• [Activity]: The answer must consist of every line in the data below that holds the word "Deserialize".

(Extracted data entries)
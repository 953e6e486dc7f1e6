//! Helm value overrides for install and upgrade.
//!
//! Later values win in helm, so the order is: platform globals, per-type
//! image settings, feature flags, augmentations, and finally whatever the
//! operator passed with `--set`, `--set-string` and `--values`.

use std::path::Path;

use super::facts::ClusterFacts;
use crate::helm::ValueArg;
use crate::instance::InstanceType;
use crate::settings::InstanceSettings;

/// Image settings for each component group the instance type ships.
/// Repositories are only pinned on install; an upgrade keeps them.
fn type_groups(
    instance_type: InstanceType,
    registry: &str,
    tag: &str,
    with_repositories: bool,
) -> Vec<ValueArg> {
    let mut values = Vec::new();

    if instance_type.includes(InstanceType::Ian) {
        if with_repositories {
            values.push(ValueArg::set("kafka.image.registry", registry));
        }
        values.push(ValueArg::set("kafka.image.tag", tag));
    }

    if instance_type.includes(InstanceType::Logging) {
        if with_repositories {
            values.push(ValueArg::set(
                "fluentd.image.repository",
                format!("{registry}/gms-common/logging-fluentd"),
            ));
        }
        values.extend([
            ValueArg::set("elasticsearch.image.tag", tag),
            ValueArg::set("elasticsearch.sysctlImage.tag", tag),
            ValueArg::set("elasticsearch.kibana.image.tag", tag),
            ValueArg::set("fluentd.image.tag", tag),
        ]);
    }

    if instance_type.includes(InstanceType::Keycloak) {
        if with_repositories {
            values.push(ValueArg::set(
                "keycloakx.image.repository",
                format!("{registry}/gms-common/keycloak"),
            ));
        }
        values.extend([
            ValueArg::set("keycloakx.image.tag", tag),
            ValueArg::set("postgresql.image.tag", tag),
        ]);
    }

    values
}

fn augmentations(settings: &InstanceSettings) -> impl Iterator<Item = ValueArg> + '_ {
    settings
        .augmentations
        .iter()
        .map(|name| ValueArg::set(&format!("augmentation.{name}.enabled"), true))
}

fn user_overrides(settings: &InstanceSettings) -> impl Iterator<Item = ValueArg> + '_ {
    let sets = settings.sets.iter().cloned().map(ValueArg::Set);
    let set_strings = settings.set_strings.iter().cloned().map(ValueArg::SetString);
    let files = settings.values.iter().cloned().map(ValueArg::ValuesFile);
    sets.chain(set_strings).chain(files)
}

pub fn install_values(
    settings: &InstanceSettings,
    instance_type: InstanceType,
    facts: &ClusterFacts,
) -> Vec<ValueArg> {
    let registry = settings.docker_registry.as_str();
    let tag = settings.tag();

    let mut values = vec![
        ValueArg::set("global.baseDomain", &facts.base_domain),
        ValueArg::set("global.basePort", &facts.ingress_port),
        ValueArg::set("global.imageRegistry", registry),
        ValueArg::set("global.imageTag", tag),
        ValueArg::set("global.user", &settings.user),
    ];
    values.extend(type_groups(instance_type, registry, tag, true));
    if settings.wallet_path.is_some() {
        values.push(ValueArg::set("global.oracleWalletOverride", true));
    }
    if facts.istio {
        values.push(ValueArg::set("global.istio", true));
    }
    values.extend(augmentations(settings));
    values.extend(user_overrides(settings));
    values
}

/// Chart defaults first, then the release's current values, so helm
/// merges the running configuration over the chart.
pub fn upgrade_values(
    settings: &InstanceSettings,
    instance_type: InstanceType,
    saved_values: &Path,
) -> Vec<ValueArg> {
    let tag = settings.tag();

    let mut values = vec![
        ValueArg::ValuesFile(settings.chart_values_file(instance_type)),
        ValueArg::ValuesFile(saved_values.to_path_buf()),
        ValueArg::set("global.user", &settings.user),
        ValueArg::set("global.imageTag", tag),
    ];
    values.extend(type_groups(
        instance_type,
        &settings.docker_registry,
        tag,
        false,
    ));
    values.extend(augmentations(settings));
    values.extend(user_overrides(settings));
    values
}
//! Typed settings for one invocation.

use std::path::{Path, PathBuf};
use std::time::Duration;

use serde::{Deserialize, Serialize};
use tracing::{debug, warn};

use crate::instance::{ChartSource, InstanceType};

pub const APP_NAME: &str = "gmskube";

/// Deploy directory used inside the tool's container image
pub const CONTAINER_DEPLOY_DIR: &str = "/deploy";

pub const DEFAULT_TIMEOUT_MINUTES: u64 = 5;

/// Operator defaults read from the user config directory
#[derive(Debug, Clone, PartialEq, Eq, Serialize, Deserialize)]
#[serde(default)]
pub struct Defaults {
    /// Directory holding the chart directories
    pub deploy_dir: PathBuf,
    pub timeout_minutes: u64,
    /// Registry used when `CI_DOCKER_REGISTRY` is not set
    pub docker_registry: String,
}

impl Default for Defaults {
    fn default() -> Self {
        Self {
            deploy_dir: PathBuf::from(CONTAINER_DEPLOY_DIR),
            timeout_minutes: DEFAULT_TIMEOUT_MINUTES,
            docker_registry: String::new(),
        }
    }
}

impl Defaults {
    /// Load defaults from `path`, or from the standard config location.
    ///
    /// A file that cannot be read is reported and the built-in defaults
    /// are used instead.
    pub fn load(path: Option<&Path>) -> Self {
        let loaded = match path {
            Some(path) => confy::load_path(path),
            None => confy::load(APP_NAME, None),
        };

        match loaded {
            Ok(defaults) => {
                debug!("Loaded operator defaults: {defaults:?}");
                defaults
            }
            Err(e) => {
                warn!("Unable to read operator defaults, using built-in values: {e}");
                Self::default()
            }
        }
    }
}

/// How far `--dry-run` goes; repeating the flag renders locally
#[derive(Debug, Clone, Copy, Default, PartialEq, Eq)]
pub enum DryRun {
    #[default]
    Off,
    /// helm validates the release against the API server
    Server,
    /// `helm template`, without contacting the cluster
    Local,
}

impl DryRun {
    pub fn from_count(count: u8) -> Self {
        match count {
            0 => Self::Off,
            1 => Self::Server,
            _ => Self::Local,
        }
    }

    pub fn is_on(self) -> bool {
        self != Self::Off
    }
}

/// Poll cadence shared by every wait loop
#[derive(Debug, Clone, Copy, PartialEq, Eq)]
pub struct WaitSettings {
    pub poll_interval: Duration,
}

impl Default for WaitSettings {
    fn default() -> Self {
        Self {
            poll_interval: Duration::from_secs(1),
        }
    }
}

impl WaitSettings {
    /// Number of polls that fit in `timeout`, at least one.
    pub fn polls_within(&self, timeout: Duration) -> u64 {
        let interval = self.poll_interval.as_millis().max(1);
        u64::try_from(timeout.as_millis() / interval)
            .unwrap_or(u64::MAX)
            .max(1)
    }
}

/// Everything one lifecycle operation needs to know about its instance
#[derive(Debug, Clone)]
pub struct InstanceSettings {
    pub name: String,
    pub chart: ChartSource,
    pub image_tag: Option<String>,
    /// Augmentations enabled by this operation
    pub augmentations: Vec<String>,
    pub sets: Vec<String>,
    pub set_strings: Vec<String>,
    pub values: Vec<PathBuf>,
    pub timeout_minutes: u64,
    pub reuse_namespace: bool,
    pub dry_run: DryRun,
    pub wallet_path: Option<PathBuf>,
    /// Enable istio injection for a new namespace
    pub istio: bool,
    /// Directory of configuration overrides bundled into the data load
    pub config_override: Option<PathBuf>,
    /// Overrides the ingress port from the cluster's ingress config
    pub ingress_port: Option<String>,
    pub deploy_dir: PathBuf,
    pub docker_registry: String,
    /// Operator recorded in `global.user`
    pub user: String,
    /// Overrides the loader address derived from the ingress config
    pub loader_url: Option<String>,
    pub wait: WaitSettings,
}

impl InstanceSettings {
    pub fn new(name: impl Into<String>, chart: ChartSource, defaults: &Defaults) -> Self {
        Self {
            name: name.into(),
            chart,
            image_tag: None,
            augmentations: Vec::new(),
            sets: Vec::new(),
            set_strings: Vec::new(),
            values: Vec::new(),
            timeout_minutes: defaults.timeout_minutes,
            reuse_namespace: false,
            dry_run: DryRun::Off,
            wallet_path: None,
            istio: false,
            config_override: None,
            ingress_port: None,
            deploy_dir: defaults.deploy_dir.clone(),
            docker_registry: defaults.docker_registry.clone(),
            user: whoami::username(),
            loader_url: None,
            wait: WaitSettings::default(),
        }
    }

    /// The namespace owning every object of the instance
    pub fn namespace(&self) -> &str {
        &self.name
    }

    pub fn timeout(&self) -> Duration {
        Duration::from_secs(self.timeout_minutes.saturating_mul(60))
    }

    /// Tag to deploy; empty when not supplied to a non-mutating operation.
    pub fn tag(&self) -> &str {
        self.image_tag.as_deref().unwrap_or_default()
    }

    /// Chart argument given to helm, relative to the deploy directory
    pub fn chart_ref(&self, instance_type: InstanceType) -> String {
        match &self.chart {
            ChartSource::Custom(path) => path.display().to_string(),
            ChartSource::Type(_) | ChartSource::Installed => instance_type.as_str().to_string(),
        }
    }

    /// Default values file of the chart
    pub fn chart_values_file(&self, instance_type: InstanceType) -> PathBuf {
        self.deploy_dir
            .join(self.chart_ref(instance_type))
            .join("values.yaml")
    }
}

• [Reply]:
use serde::{Deserialize, Serialize};
#[derive(Debug, Clone, PartialEq, Eq, Serialize, Deserialize)]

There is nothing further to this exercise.